TASK DIRECTIONS:
Whenever the string "Platform" appears in a line below, please copy the line out.

Saved data entries
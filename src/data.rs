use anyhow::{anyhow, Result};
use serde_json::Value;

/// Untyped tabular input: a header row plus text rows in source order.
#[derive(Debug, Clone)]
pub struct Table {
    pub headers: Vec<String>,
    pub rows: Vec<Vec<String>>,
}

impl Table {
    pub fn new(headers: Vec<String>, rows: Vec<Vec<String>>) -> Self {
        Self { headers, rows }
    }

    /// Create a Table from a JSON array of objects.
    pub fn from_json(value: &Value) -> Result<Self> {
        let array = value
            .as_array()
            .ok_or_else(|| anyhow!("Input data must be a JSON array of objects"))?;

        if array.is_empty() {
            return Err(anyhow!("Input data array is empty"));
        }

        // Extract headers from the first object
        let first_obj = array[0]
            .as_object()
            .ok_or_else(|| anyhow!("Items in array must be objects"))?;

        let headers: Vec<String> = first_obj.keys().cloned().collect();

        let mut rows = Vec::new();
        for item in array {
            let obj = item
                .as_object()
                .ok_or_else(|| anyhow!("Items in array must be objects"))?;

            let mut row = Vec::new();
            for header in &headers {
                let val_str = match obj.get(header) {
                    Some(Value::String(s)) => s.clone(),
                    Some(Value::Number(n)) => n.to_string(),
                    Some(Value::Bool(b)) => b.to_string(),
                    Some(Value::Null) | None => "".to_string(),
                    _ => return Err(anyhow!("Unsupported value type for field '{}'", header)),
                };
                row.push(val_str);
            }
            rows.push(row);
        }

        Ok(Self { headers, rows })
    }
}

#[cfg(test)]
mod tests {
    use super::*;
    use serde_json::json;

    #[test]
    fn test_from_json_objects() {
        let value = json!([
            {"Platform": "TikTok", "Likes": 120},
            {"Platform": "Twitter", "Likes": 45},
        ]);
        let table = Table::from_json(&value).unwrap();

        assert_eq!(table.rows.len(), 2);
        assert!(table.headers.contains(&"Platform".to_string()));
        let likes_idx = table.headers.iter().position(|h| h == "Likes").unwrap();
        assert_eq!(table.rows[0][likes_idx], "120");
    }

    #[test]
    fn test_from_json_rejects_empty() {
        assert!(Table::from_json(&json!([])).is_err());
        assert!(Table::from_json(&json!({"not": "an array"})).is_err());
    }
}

==

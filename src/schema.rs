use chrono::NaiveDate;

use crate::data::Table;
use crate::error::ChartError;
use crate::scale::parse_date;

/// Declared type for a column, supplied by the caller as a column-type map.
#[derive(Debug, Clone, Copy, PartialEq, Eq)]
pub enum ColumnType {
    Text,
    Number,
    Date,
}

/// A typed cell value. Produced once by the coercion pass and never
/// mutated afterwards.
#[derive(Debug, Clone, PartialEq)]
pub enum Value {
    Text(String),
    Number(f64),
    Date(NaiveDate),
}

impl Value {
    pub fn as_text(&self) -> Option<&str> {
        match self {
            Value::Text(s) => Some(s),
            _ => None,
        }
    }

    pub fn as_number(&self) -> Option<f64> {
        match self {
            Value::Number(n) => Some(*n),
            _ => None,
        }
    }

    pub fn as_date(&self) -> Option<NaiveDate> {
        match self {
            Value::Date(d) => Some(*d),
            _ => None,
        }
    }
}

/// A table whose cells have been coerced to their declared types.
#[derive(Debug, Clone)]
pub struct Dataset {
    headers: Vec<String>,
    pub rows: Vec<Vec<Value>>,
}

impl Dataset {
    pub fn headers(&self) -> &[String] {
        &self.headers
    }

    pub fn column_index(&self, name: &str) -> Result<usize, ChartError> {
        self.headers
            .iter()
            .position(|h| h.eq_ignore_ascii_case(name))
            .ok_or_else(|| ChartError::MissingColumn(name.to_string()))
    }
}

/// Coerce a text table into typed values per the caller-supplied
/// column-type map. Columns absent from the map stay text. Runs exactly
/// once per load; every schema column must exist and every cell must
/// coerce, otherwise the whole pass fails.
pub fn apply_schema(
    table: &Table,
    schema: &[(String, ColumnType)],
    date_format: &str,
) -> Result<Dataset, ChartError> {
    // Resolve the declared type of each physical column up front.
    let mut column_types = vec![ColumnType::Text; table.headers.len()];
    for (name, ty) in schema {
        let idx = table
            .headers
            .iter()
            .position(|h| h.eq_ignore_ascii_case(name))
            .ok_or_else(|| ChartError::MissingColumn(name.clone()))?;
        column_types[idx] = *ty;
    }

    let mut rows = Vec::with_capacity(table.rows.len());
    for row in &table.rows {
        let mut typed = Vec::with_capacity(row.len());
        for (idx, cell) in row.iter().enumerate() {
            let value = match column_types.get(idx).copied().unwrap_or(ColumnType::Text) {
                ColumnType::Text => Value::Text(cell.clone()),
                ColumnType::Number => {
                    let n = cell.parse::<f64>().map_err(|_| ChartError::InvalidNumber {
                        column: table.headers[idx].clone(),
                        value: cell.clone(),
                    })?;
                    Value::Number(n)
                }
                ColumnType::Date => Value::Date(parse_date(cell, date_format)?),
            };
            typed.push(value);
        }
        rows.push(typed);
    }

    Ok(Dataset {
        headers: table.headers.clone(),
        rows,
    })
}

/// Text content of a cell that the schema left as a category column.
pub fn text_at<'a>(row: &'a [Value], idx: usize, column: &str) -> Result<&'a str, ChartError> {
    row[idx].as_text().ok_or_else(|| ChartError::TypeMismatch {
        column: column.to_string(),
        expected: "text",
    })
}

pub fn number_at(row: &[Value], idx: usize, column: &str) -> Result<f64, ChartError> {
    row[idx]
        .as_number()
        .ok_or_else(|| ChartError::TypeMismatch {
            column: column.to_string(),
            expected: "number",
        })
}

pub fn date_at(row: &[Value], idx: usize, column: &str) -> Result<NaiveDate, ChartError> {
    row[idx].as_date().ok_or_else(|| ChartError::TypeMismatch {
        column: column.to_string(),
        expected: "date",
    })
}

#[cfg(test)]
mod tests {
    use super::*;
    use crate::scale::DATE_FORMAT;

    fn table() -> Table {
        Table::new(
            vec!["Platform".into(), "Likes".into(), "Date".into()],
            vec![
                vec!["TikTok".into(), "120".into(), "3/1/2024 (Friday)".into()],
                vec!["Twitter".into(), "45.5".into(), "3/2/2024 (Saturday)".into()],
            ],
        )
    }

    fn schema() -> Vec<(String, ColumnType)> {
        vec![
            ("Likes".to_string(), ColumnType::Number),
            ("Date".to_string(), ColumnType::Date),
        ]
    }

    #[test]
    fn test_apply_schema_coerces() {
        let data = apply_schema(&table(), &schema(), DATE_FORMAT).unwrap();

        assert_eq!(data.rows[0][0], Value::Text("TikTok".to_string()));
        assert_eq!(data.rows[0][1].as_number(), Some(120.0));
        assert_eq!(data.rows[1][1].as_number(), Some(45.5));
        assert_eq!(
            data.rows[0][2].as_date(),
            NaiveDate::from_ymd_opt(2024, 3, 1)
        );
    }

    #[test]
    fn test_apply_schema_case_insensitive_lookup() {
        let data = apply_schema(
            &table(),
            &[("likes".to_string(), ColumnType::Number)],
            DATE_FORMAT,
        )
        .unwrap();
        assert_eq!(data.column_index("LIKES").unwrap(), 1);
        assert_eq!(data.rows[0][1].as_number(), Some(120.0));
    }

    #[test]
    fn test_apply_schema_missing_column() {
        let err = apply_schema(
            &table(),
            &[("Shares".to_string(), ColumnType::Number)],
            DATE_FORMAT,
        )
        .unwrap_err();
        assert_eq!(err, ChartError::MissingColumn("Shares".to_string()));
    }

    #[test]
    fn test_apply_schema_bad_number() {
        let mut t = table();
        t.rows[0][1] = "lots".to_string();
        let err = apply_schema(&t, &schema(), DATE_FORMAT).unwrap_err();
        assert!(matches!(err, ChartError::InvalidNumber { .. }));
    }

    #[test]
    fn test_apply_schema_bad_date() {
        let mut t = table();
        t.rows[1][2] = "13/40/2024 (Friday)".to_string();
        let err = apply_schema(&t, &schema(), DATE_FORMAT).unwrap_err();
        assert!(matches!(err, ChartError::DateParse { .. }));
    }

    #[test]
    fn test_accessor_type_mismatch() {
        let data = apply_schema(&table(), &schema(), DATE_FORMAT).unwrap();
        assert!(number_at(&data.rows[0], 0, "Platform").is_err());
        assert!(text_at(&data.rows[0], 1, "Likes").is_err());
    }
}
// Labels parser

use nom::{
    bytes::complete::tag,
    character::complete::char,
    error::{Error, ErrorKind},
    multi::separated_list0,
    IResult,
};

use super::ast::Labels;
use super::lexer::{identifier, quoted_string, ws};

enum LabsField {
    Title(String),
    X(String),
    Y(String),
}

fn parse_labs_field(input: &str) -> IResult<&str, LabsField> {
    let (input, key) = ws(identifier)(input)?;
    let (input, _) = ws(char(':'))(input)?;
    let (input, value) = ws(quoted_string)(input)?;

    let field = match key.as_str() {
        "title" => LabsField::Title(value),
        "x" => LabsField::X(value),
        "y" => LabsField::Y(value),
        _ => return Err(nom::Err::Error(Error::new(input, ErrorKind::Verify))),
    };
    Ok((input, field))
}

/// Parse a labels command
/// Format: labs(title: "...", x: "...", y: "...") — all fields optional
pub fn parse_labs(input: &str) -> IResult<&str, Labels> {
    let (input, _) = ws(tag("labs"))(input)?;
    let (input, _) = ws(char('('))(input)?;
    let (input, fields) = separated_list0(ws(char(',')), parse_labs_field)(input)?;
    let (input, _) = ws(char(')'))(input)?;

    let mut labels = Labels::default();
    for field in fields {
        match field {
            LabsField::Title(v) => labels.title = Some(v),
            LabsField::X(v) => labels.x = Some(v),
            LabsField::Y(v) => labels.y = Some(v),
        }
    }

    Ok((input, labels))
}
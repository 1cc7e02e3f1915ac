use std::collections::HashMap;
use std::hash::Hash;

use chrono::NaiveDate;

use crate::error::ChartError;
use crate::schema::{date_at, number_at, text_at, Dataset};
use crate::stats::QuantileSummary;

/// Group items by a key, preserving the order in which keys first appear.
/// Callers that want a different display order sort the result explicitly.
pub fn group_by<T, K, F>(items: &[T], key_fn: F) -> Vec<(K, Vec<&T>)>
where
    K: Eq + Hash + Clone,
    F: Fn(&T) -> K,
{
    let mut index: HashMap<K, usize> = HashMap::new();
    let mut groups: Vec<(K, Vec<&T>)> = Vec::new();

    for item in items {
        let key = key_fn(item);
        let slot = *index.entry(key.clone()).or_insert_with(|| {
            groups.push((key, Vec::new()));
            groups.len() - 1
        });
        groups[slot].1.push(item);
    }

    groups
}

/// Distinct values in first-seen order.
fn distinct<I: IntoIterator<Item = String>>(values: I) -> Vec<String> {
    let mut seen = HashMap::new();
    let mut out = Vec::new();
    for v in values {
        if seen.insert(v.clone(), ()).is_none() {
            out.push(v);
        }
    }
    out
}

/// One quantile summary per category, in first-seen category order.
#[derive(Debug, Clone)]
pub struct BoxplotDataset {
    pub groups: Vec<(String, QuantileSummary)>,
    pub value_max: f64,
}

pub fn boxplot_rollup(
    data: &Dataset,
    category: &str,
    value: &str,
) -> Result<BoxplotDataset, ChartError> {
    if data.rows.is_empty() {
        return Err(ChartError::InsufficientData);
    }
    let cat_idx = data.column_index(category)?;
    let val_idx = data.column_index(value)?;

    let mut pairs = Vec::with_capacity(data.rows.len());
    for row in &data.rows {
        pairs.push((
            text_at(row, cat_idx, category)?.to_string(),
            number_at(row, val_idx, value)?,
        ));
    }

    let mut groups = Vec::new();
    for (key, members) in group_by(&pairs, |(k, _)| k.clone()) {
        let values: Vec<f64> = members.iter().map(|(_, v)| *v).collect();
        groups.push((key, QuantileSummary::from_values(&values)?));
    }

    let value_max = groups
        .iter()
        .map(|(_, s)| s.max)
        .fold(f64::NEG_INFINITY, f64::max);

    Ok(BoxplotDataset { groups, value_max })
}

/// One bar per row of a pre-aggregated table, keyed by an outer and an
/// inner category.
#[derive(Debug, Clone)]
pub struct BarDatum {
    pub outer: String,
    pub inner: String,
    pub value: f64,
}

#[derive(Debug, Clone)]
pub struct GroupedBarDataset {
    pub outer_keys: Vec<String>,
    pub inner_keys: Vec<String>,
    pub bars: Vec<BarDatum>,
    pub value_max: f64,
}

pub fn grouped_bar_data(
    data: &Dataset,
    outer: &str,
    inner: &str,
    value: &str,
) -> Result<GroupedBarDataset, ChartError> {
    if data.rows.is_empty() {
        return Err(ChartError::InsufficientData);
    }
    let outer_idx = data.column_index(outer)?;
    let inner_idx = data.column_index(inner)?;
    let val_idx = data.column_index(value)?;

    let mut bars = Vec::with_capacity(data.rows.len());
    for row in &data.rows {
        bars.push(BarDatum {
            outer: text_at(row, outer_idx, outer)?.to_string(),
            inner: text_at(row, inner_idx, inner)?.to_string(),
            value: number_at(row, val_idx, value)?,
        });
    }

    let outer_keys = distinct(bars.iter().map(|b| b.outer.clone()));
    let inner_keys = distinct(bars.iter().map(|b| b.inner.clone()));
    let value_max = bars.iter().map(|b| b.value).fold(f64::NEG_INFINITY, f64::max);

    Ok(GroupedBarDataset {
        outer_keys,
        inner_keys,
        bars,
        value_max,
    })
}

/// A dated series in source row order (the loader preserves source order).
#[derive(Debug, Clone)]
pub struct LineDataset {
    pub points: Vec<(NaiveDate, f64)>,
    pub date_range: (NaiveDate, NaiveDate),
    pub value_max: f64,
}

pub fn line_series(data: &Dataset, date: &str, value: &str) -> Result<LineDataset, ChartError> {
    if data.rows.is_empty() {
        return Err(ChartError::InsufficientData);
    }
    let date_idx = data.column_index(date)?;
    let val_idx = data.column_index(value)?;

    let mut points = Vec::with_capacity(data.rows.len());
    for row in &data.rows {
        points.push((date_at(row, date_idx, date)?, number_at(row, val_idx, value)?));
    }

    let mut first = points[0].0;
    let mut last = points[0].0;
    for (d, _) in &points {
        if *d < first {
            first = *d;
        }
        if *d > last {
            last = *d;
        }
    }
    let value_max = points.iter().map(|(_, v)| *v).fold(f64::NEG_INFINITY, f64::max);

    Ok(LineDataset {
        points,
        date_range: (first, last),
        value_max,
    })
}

ANSWER FOR THE TASK:
            {"Platform": "TikTok", "Likes": 120},
            {"Platform": "Twitter", "Likes": 45},
        assert!(table.headers.contains(&"Platform".to_string()));
            vec!["Platform".into(), "Likes".into(), "Date".into()],
        assert!(number_at(&data.rows[0], 0, "Platform").is_err());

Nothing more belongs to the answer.